There are always unintended consequences; that's part of life. The so-called "Cadillac tax" is one of those items. By now most know that The Affordable Care Act includes a 40% nondeductible excise tax on the value of health coverage that exceeds certain benefit thresholds (initially, $10,200 for self-only coverage and $27,500 for family coverage), and is set to take effect in 2018.
During the health-care debate, the tax was described as something that would only affect a small minority of "overly generous" plans, and would be a revenue-raiser (offsetting costs of health-care reform), while reducing the cost of health care by addressing overconsumption of medical care, and incenting employers to control costs and seek greater plan efficiencies.
Don't employers already do that? Employers, historically, have been in the best position to manage costs through seeking innovative ways such as offering value-based care, onsite health clinics, reference-based pricing, narrow networks, high-performance networks, direct contracting, wellbeing programs, telehealth, and many other approaches.
The excise tax is designed in a way that penalizes employers for health-care cost factors they cannot control such as higher numbers of disabled workers, unusual cases of high-cost cancer or premature babies, larger families, geographic locations in high-cost areas, employer size, or industry type, such as manufacturing or law enforcement.
The tax is, also, indexed to the consumer price index (CPI), which is historically lower than health-care inflation; over the last 40 years, health-care costs have risen on average at twice the rate of the CPI. Since the excise tax thresholds are indexed to general inflation instead of faster-growing medical inflation, more plans will be hit by the tax every year.
The Congressional Budget Office (CBO) estimates CPI will rise annually by 2.4%, on average, over the next decade, but the Centers for Medicare and Medicaid Services (CMS) projects private health-care spending to rise 5.7% on average each year. This means more and more employers' health benefits packages will trigger the tax over time if health-care costs continue to increase by greater percentages each year than the measure of inflation used to index the Cadillac tax thresholds.
There are many factors affecting companies' tax liability, which will cause plans to hit the tax threshold earlier than expected and ironically includes many of the tools that employers currently use to manage their health-care costs, such as on-site clinics, wellness plans, and account-based health plans. Why? Because the tax applies to the total cost of employer-sponsored coverage, which means it includes both the employer plus employee insurance premium shares, as well as health savings account contributions (HSAs), health reimbursement arrangements (HRAs), flexible spending arrangements (FSAs), on-site medical clinics, certain wellness and employee assistance plans, and other pre-tax health benefits.

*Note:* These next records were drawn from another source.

//! Control block: where every descriptor array lives.

use serde::Serialize;
use tracing::debug;

use crate::bytes::{slice_checked, Record};
use crate::error::Result;

/// Structural offset of the control block (immediately after the header).
pub const CONTROL_OFFSET: usize = 64;

/// Size of the packed control record.
pub const CONTROL_SIZE: usize = 64;

pub const CONTROL_FLAG_VALID: u8 = 0x01;

/// Location of the single host descriptor.
#[derive(Debug, Clone, Copy, PartialEq, Eq, Serialize)]
pub struct HostLocator {
    pub offset: u32,
    pub length: u16,
    pub version: u8,
}

/// Location of a descriptor array. Not validated until iterated.
#[derive(Debug, Clone, Copy, PartialEq, Eq, Serialize)]
pub struct ArrayLocator {
    pub offset: u32,
    /// Per-element length declared by firmware.
    pub length: u16,
    pub version: u8,
    pub count: u8,
}

#[derive(Debug, Clone, Copy, PartialEq, Eq, Serialize)]
pub struct ControlBlock {
    pub structure_id: u8,
    pub major_revision: u8,
    pub minor_revision: u8,
    pub length: u16,
    pub flags: u8,
    pub host: HostLocator,
    pub hfi: ArrayLocator,
    pub ssns: ArrayLocator,
    pub security: ArrayLocator,
    pub discovery: ArrayLocator,
}

impl ControlBlock {
    /// Read the control block at its fixed offset.
    pub fn parse(buf: &[u8]) -> Result<Self> {
        let bytes = slice_checked(
            buf,
            CONTROL_OFFSET as u64,
            CONTROL_SIZE as u64,
            "control block",
        )?;
        let record = Record::<CONTROL_SIZE>::new(bytes, "control block")?;

        let array_at = |offset: usize| ArrayLocator {
            offset: record.u32(offset),
            length: record.u16(offset + 4),
            version: record.u8(offset + 6),
            count: record.u8(offset + 7),
        };

        let control = ControlBlock {
            structure_id: record.u8(0),
            major_revision: record.u8(1),
            minor_revision: record.u8(2),
            length: record.u16(4),
            flags: record.u8(6),
            host: HostLocator {
                offset: record.u32(8),
                length: record.u16(12),
                version: record.u8(14),
            },
            hfi: array_at(16),
            ssns: array_at(24),
            security: array_at(32),
            discovery: array_at(40),
        };
        debug!(
            length = control.length,
            hfi = control.hfi.count,
            ssns = control.ssns.count,
            security = control.security.count,
            discovery = control.discovery.count,
            "NBFT control block read"
        );
        Ok(control)
    }

    pub fn is_valid(&self) -> bool {
        self.flags & CONTROL_FLAG_VALID != 0
    }
}
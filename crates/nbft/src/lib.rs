//! Bounds-safe decoder for the ACPI NVMe Boot Firmware Table (NBFT).
//!
//! Firmware publishes the NBFT to tell the OS which NVMe-over-Fabrics
//! subsystems it booted from and how the host interfaces were configured.
//! The table is untrusted input: every offset and length it declares is
//! checked against the buffer before it is followed.
//!
//! Failures come in two scopes:
//! - header problems (signature, revision, heap bounds, checksum under
//!   [`ChecksumPolicy::Enforce`]) abort [`Nbft::parse`];
//! - heap references that fall outside the heap fail only the field that
//!   holds them, see [`HeapField`]. A descriptor array that runs past the
//!   buffer fails only that array.
//!
//! ```no_run
//! # fn run(bytes: &[u8]) -> nbft::Result<()> {
//! let table = nbft::Nbft::parse(bytes)?;
//! for hfi in table.hfis()?.iter() {
//!     if let Some(tcp) = hfi?.tcp() {
//!         println!("{}/{}", tcp.ip_address, tcp.subnet_mask_prefix);
//!     }
//! }
//! # Ok(())
//! # }
//! ```

pub mod addr;
pub mod array;
pub(crate) mod bytes;
pub mod config;
pub mod control;
pub mod descriptor;
pub mod error;
pub mod header;
pub mod heap;
pub mod report;
pub mod table;

pub use addr::{decode_ip, format_mac};
pub use array::{Descriptor, DescriptorArray, DescriptorIter};
pub use config::{ChecksumPolicy, DecodeConfig};
pub use control::{ArrayLocator, ControlBlock, HostLocator};
pub use descriptor::{
    DiscoveryDescriptor, HfiDescriptor, HfiTcpTransport, HfiTransport, HostDescriptor,
    HostIdentity, IpOrigin, NamespaceAvailability, NidType, PrimaryAdminHost, SecretType,
    SecurityDescriptor, SecurityPolicyList, SsnsDescriptor, SsnsExtendedInfo, Support,
};
pub use error::{FormatError, HeapField, Result};
pub use header::{parse_header, verify_checksum, Header};
pub use heap::{Heap, HeapRef, HeapRegion};
pub use report::{ArrayReport, NbftReport};
pub use table::Nbft;
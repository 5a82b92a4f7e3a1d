use thiserror::Error;

/// Failures raised while decoding an NBFT table.
///
/// Header-level variants abort the whole decode. Heap and per-array
/// variants are scoped to the field or array that produced them.
#[derive(Debug, Clone, PartialEq, Eq, Error)]
pub enum FormatError {
    /// The first four bytes are not `NBFT`.
    #[error("Invalid signature {found:02x?}")]
    BadSignature { found: [u8; 4] },

    /// Only major revision 1 is understood.
    #[error("Unsupported NBFT revision {major}.{minor}")]
    UnsupportedRevision { major: u8, minor: u8 },

    /// A declared region reaches past the end of the buffer (or of its container).
    #[error("Truncated {what}: need {needed} bytes at offset {offset}, have {available}")]
    TruncatedBuffer {
        what: &'static str,
        offset: u64,
        needed: u64,
        available: u64,
    },

    /// A heap reference starts before the heap region.
    #[error("Heap offset mismatch (heap {heap_offset}, offset {offset})")]
    HeapOffsetOutOfRange { offset: u32, heap_offset: u32 },

    /// A heap reference ends after the heap region.
    #[error(
        "Heap length mismatch (heap {heap_offset} + {heap_length}, offset {offset} + {length})"
    )]
    HeapLengthOutOfRange {
        offset: u32,
        length: u32,
        heap_offset: u32,
        heap_length: u32,
    },

    /// Table bytes do not sum to zero modulo 256.
    #[error("Checksum mismatch: table sums to {sum:#04x}")]
    ChecksumMismatch { sum: u8 },

    /// Decoder configuration could not be parsed.
    #[error("Invalid decode configuration: {reason}")]
    InvalidConfig { reason: String },
}

impl FormatError {
    pub fn truncated(what: &'static str, offset: u64, needed: u64, available: usize) -> Self {
        FormatError::TruncatedBuffer {
            what,
            offset,
            needed,
            available: available as u64,
        }
    }

    pub fn invalid_config(reason: impl Into<String>) -> Self {
        FormatError::InvalidConfig {
            reason: reason.into(),
        }
    }
}

/// Result type alias for table-level operations.
pub type Result<T> = std::result::Result<T, FormatError>;

/// Outcome of resolving a single embedded heap field.
pub type HeapField<T> = std::result::Result<T, FormatError>;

The bottom line is, as structured, this tax will significantly impact most workers, employers, and health plans. Even the Federal Employees Health Benefits Program's (FEHB) will be negatively impacted. In a recent study, the FEHBP Blue Cross Blue Shield standard option plan was projected to hit the 40% tax in 2019 for employee-only coverage, and in 2025 for family coverage.
One of the greatest myths about the Cadillac tax is that "EMPLOYERS WILL INCREASE WAGES TO OFFSET BENEFIT REDUCTIONS." Really??? The marketplace and the real world does not work that way. Companies will not automatically, dollar for dollar, increase taxable wages to compensate for cost increases passed on to employees. That doesn't occur now when businesses are forced to pass increased health-care costs to its workforce.
Eventually, the 40% tax will apply to modest plans (not just high-cost coverage, as originally intended), and this hurts the ability of employers to continue to offer quality and affordable employer-sponsored health-care for attraction, retention, and engagement, as part of a broader total rewards value proposition.
Employers are already re-structuring their group health plans. Many organizations are redesigning their benefits packages to delay incurring the tax, but the excise tax provisions will make it all but impossible over time for employers to offer plans that fully comply with the Affordable Care Act while avoiding the tax on employee health benefits.